** Supplied data follows **
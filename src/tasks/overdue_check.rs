use crate::monitoring::OverdueMonitor;
use crate::scheduler::{TaskHandler, TaskOutcome};
use anyhow::Result;
use async_trait::async_trait;
use chrono::Utc;
use std::sync::Arc;

/// Runs one overdue sweep across all configured backup jobs.
pub struct OverdueCheckTask {
    monitor: Arc<OverdueMonitor>,
}

impl OverdueCheckTask {
    pub fn new(monitor: Arc<OverdueMonitor>) -> Self {
        Self { monitor }
    }
}

#[async_trait]
impl TaskHandler for OverdueCheckTask {
    async fn run(&self) -> Result<TaskOutcome> {
        let statistics = self.monitor.run_sweep(Utc::now()).await?;
        Ok(TaskOutcome {
            message: "Overdue backup check completed".to_string(),
            statistics: Some(serde_json::to_value(&statistics)?),
        })
    }
}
** End of Supplied data **
__Problem statement__: The answer must be a single number: the count of lines in the data that contain the word "crate".

__Exercise solution__: 2